[Extracted data entries]
┄┄┄┄┄┄
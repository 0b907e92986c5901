//! SQLite connection handling.
//!
//! Each actor opens its own connection to the same database file. File-backed
//! databases run in WAL mode with a busy timeout so the two actors and the CLI
//! commands can share the file.

use std::path::{Path, PathBuf};
use std::time::Duration;

use rusqlite::Connection;
use tracing::debug;

use crate::framework::StoreError;

/// Where the dashboard tables live.
#[derive(Debug, Clone, PartialEq, Eq)]
pub enum DatabaseLocation {
    File(PathBuf),
    /// A private in-memory database per connection (tests, demos).
    Memory,
}

impl DatabaseLocation {
    /// `":memory:"` selects an in-memory database, anything else is a file path.
    pub fn parse(raw: &str) -> Self {
        if raw == ":memory:" {
            DatabaseLocation::Memory
        } else {
            DatabaseLocation::File(PathBuf::from(raw))
        }
    }
}

impl std::fmt::Display for DatabaseLocation {
    fn fmt(&self, f: &mut std::fmt::Formatter<'_>) -> std::fmt::Result {
        match self {
            DatabaseLocation::File(path) => write!(f, "{}", path.display()),
            DatabaseLocation::Memory => f.write_str(":memory:"),
        }
    }
}

/// Opens a connection and applies the connection-level pragmas.
pub fn open(location: &DatabaseLocation) -> Result<Connection, StoreError> {
    let conn = match location {
        DatabaseLocation::File(path) => open_file(path)?,
        DatabaseLocation::Memory => Connection::open_in_memory()?,
    };
    conn.busy_timeout(Duration::from_secs(5))?;
    debug!(%location, "Opened database connection");
    Ok(conn)
}

fn open_file(path: &Path) -> Result<Connection, StoreError> {
    if let Some(parent) = path.parent().filter(|p| !p.as_os_str().is_empty()) {
        std::fs::create_dir_all(parent).map_err(|e| StoreError::Backend(e.to_string()))?;
    }
    let conn = Connection::open(path)?;
    conn.pragma_update(None, "journal_mode", "WAL")?;
    Ok(conn)
}

/// Returns the column names of `table`, used by the additive migrations.
pub fn table_columns(conn: &Connection, table: &str) -> Result<Vec<String>, StoreError> {
    let mut stmt = conn.prepare(&format!("PRAGMA table_info({table})"))?;
    let columns = stmt
        .query_map([], |row| row.get::<_, String>(1))?
        .collect::<Result<Vec<_>, _>>()?;
    Ok(columns)
}

#[cfg(test)]
mod tests {
    use super::*;

    #[test]
    fn test_parse_location() {
        assert_eq!(DatabaseLocation::parse(":memory:"), DatabaseLocation::Memory);
        assert_eq!(
            DatabaseLocation::parse("data/adintel.db"),
            DatabaseLocation::File(PathBuf::from("data/adintel.db"))
        );
    }

    #[test]
    fn test_open_file_creates_parent_directory() {
        let dir = tempfile::tempdir().unwrap();
        let path = dir.path().join("nested").join("adintel.db");
        let conn = open(&DatabaseLocation::File(path.clone())).unwrap();
        conn.execute_batch("CREATE TABLE t (x INTEGER)").unwrap();
        assert!(path.exists());
        assert_eq!(table_columns(&conn, "t").unwrap(), vec!["x".to_string()]);
    }
}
┄┄┄┄┄┄
What the task requires: Return the records exactly, every line included.

Response below:
repository 0b907e92986c5901
//! SQLite connection handling.
//!
//! Each actor opens its own connection to the same database file. File-backed
//! databases run in WAL mode with a busy timeout so the two actors and the CLI
//! commands can share the file.

use std::path::{Path, PathBuf};
use std::time::Duration;

use rusqlite::Connection;
use tracing::debug;

use crate::framework::StoreError;

/// Where the dashboard tables live.
#[derive(Debug, Clone, PartialEq, Eq)]
pub enum DatabaseLocation {
    File(PathBuf),
    /// A private in-memory database per connection (tests, demos).
    Memory,
}

impl DatabaseLocation {
    /// `":memory:"` selects an in-memory database, anything else is a file path.
    pub fn parse(raw: &str) -> Self {
        if raw == ":memory:" {
            DatabaseLocation::Memory
        } else {
            DatabaseLocation::File(PathBuf::from(raw))
        }
    }
}

impl std::fmt::Display for DatabaseLocation {
    fn fmt(&self, f: &mut std::fmt::Formatter<'_>) -> std::fmt::Result {
        match self {
            DatabaseLocation::File(path) => write!(f, "{}", path.display()),
            DatabaseLocation::Memory => f.write_str(":memory:"),
        }
    }
}

/// Opens a connection and applies the connection-level pragmas.
pub fn open(location: &DatabaseLocation) -> Result<Connection, StoreError> {
    let conn = match location {
        DatabaseLocation::File(path) => open_file(path)?,
        DatabaseLocation::Memory => Connection::open_in_memory()?,
    };
    conn.busy_timeout(Duration::from_secs(5))?;
    debug!(%location, "Opened database connection");
    Ok(conn)
}

fn open_file(path: &Path) -> Result<Connection, StoreError> {
    if let Some(parent) = path.parent().filter(|p| !p.as_os_str().is_empty()) {
        std::fs::create_dir_all(parent).map_err(|e| StoreError::Backend(e.to_string()))?;
    }
    let conn = Connection::open(path)?;
    conn.pragma_update(None, "journal_mode", "WAL")?;
    Ok(conn)
}

/// Returns the column names of `table`, used by the additive migrations.
pub fn table_columns(conn: &Connection, table: &str) -> Result<Vec<String>, StoreError> {
    let mut stmt = conn.prepare(&format!("PRAGMA table_info({table})"))?;
    let columns = stmt
        .query_map([], |row| row.get::<_, String>(1))?
        .collect::<Result<Vec<_>, _>>()?;
    Ok(columns)
}

#[cfg(test)]
mod tests {
    use super::*;

    #[test]
    fn test_parse_location() {
        assert_eq!(DatabaseLocation::parse(":memory:"), DatabaseLocation::Memory);
        assert_eq!(
            DatabaseLocation::parse("data/adintel.db"),
            DatabaseLocation::File(PathBuf::from("data/adintel.db"))
        );
    }

    #[test]
    fn test_open_file_creates_parent_directory() {
        let dir = tempfile::tempdir().unwrap();
        let path = dir.path().join("nested").join("adintel.db");
        let conn = open(&DatabaseLocation::File(path.clone())).unwrap();
        conn.execute_batch("CREATE TABLE t (x INTEGER)").unwrap();
        assert!(path.exists());
        assert_eq!(table_columns(&conn, "t").unwrap(), vec!["x".to_string()]);
    }
}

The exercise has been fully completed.